Exercise prompt: For this exercise, please reproduce the records below word for word, from the first line through the line with "Order Value Objects".

(Dataset entries)
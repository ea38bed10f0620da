use rust_decimal::Decimal;
use serde::{Deserialize, Serialize};
use uuid::Uuid;

use super::errors::LineItemError;

// ============================================================================
// Order Value Objects
// ============================================================================

/// Monetary amount in the order currency
pub type Money = Decimal;

#[derive(Debug, Clone, Copy, PartialEq, Eq, Hash, Serialize, Deserialize)]
pub struct OrderId(pub Uuid);

impl OrderId {
    pub fn new() -> Self {
        // Time-ordered ids keep ledger dumps readable
        Self(Uuid::now_v7())
    }
}

impl Default for OrderId {
    fn default() -> Self {
        Self::new()
    }
}

impl std::fmt::Display for OrderId {
    fn fmt(&self, f: &mut std::fmt::Formatter<'_>) -> std::fmt::Result {
        write!(f, "{}", self.0)
    }
}

#[derive(Debug, Clone, PartialEq, Eq, Hash, Serialize, Deserialize)]
pub struct ProductId(pub String);

impl ProductId {
    pub fn new(id: impl Into<String>) -> Self {
        Self(id.into())
    }

    pub fn as_str(&self) -> &str {
        &self.0
    }
}

impl std::fmt::Display for ProductId {
    fn fmt(&self, f: &mut std::fmt::Formatter<'_>) -> std::fmt::Result {
        f.write_str(&self.0)
    }
}

/// Payment gateway transaction reference
#[derive(Debug, Clone, PartialEq, Eq, Hash, Serialize, Deserialize)]
pub struct TransactionId(pub String);

impl std::fmt::Display for TransactionId {
    fn fmt(&self, f: &mut std::fmt::Formatter<'_>) -> std::fmt::Result {
        f.write_str(&self.0)
    }
}

/// Carrier shipment reference
#[derive(Debug, Clone, PartialEq, Eq, Hash, Serialize, Deserialize)]
pub struct TrackingRef(pub String);

impl std::fmt::Display for TrackingRef {
    fn fmt(&self, f: &mut std::fmt::Formatter<'_>) -> std::fmt::Result {
        f.write_str(&self.0)
    }
}

/// A single product line. Fields are private so a constructed item always
/// satisfies `quantity >= 1` and `unit_price >= 0`.
#[derive(Serialize, Deserialize, Clone, Debug, PartialEq)]
pub struct LineItem {
    product_id: ProductId,
    unit_price: Money,
    quantity: u32,
    category: String,
    is_virtual: bool,
}

impl LineItem {
    pub fn new(
        product_id: ProductId,
        unit_price: Money,
        quantity: u32,
        category: impl Into<String>,
    ) -> Result<Self, LineItemError> {
        if quantity == 0 {
            return Err(LineItemError::ZeroQuantity(product_id));
        }
        if unit_price < Decimal::ZERO {
            return Err(LineItemError::NegativePrice {
                product_id,
                unit_price,
            });
        }
        if unit_price.checked_mul(Decimal::from(quantity)).is_none() {
            return Err(LineItemError::AmountOverflow {
                product_id,
                unit_price,
                quantity,
            });
        }

        Ok(Self {
            product_id,
            unit_price,
            quantity,
            category: category.into(),
            is_virtual: false,
        })
    }

    /// Same as [`LineItem::new`] but for goods that need no shipment
    pub fn new_virtual(
        product_id: ProductId,
        unit_price: Money,
        quantity: u32,
        category: impl Into<String>,
    ) -> Result<Self, LineItemError> {
        let mut item = Self::new(product_id, unit_price, quantity, category)?;
        item.is_virtual = true;
        Ok(item)
    }

    pub fn product_id(&self) -> &ProductId {
        &self.product_id
    }

    pub fn unit_price(&self) -> Money {
        self.unit_price
    }

    pub fn quantity(&self) -> u32 {
        self.quantity
    }

    pub fn category(&self) -> &str {
        &self.category
    }

    pub fn is_virtual(&self) -> bool {
        self.is_virtual
    }

    /// None when unit price times quantity does not fit a `Decimal`
    pub fn checked_line_total(&self) -> Option<Money> {
        self.unit_price.checked_mul(Decimal::from(self.quantity))
    }

    /// Saturates at `Decimal::MAX`; see [`LineItem::checked_line_total`]
    pub fn line_total(&self) -> Money {
        self.unit_price.saturating_mul(Decimal::from(self.quantity))
    }

    /// Total requested quantity per product, in first-seen order.
    /// Several lines may name the same product.
    pub fn demand(items: &[LineItem]) -> Vec<(ProductId, u32)> {
        let mut demand: Vec<(ProductId, u32)> = Vec::new();
        for item in items {
            match demand.iter_mut().find(|(id, _)| id == item.product_id()) {
                Some((_, quantity)) => *quantity = quantity.saturating_add(item.quantity()),
                None => demand.push((item.product_id().clone(), item.quantity())),
            }
        }
        demand
    }
}

#[derive(Debug, Clone, Copy, PartialEq, Eq, Hash, Serialize, Deserialize)]
pub enum OrderState {
    Created,
    Paid,
    Fulfilling,
    Shipped,
    Delivered,
    Cancelled,
    Returned,
}

impl OrderState {
    pub const ALL: [OrderState; 7] = [
        OrderState::Created,
        OrderState::Paid,
        OrderState::Fulfilling,
        OrderState::Shipped,
        OrderState::Delivered,
        OrderState::Cancelled,
        OrderState::Returned,
    ];

    pub fn is_terminal(&self) -> bool {
        matches!(self, OrderState::Cancelled | OrderState::Returned)
    }

    pub fn as_str(&self) -> &'static str {
        match self {
            OrderState::Created => "created",
            OrderState::Paid => "paid",
            OrderState::Fulfilling => "fulfilling",
            OrderState::Shipped => "shipped",
            OrderState::Delivered => "delivered",
            OrderState::Cancelled => "cancelled",
            OrderState::Returned => "returned",
        }
    }
}

impl std::fmt::Display for OrderState {
    fn fmt(&self, f: &mut std::fmt::Formatter<'_>) -> std::fmt::Result {
        f.write_str(self.as_str())
    }
}

/// What the engine currently holds at the inventory store for an order
#[derive(Debug, Clone, Copy, PartialEq, Eq, Serialize, Deserialize)]
pub enum InventoryHold {
    None,
    Reserved,
    Deducted,
}

impl InventoryHold {
    pub fn is_held(&self) -> bool {
        !matches!(self, InventoryHold::None)
    }
}

#[derive(Debug, Clone, Copy, PartialEq, Eq, Serialize, Deserialize)]
pub enum AdjustmentKind {
    Discount,
    Coupon,
    Surcharge,
}

/// One applied price-chain step, kept for audit and display
#[derive(Debug, Clone, PartialEq, Serialize, Deserialize)]
pub struct PriceAdjustment {
    pub stage: String,
    pub kind: AdjustmentKind,
    /// Magnitude actually applied, always non-negative
    pub amount: Money,
    /// Percentage rate when the stage is rate based
    pub rate: Option<Decimal>,
    pub reason: String,
}

impl PriceAdjustment {
    /// Signed effect on the running amount
    pub fn delta(&self) -> Money {
        match self.kind {
            AdjustmentKind::Surcharge => self.amount,
            AdjustmentKind::Discount | AdjustmentKind::Coupon => -self.amount,
        }
    }
}

// ============================================================================
// Unit Tests
// ============================================================================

Answer space:
repository ea38bed10f0620da
use rust_decimal::Decimal;
use serde::{Deserialize, Serialize};
use uuid::Uuid;

use super::errors::LineItemError;

// ============================================================================
// Order Value Objects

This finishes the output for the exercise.